On Fri, 21 Feb 1997, Misha Wolf wrote:
> Jon wrote:
>
> >That sounds groovy to me. I was talking to Dave Beckett the other day and
> >he suggested that I18N of DC metadata would be nudged in the right
> >direction if we assume that the default charset is ISO-8859-1 (or better
>
> Jon, wash out your mouth with soap. No default charsets.
What?? No default charset? So you might have octets from any old charset
in your metadata? Yucky. I think I'll pass the soap over to someone else
on this one.
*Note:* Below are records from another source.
/// Scalar type of a vertex attribute component.
#[derive(Debug, Copy, Clone, Eq, PartialEq)]
pub enum ElementType {
    F32,
    U32,
}

impl ElementType {
    /// Size of one component in bytes.
    pub const fn size(self) -> u64 {
        match self {
            Self::F32 | Self::U32 => 4,
        }
    }
}

/// How a vertex buffer's bytes map onto a named shader input.
///
/// Components are read unnormalized.
#[derive(Debug, Copy, Clone, Eq, PartialEq)]
pub struct AttributeBinding {
    pub name: &'static str,
    pub components: u32,
    pub element: ElementType,
    /// Bytes between consecutive vertices.
    pub stride: u64,
    /// Byte offset of the first component.
    pub offset: u64,
}

impl AttributeBinding {
    /// Float attribute with `components` floats per vertex, no padding.
    pub const fn packed_f32(name: &'static str, components: u32) -> Self {
        Self {
            name,
            components,
            element: ElementType::F32,
            stride: components as u64 * ElementType::F32.size(),
            offset: 0,
        }
    }

    /// Matching wgpu vertex format, if the combination exists.
    pub fn vertex_format(&self) -> Option<wgpu::VertexFormat> {
        use wgpu::VertexFormat as F;

        let format = match (self.element, self.components) {
            (ElementType::F32, 1) => F::Float32,
            (ElementType::F32, 2) => F::Float32x2,
            (ElementType::F32, 3) => F::Float32x3,
            (ElementType::F32, 4) => F::Float32x4,
            (ElementType::U32, 1) => F::Uint32,
            (ElementType::U32, 2) => F::Uint32x2,
            (ElementType::U32, 3) => F::Uint32x3,
            (ElementType::U32, 4) => F::Uint32x4,
            _ => return None,
        };
        Some(format)
    }

    /// Vertex attribute at `shader_location`, or `None` for an unsupported format.
    pub fn vertex_attribute(&self, shader_location: u32) -> Option<wgpu::VertexAttribute> {
        Some(wgpu::VertexAttribute {
            format: self.vertex_format()?,
            offset: self.offset,
            shader_location,
        })
    }
}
I thought ISO-8859-1 or ISO10646 as the default at least.
So if we get some DC metadata turn up with no Charset qualifier, how
exactly should software process this? If you're going to index this data
and then make it searchable (possibily via a multilingual front end), how
do you interpret what is effectively an octet stream in order to do
matching? Is it from ISO-8859-1? One of the other ISO-8859-x char sets?
ISO-10646? Big5? Etc, etc, etc.
> >yet the full Unicode 2.0, though not much implements that at the moment)
>
> Try Alis' Tango or Netscape Communicator 4.0.
Exactly. Not exactly widespread yet is it? Hopefully time will change
that though.
> >with an encoding of UTF-8 (and say a default language of International
> >English).
>
> Where's that bar of soap? No default languages.
Again my mouth is more than clean enough thank you. I think I've argued
that point before and I'm sticking to it. I want to know what the default
interpretation of the DC elements are so that any software I write can do
sensible things with them.
Tatty bye,
Jim'll
-=-=-=-=-=-=-=-=-=-=-=-=-=-=-=-=-=-=-=-=-=-=-=-=-=-=-=-=-=-=-=-=-=-=-=-=-=-
Jon "Jim'll" Knight, Researcher, Sysop and General Dogsbody, Dept. Computer
Studies, Loughborough University of Technology, Leics., ENGLAND. LE11 3TU.
* I've found I now dream in Perl. More worryingly, I enjoy those dreams. *
|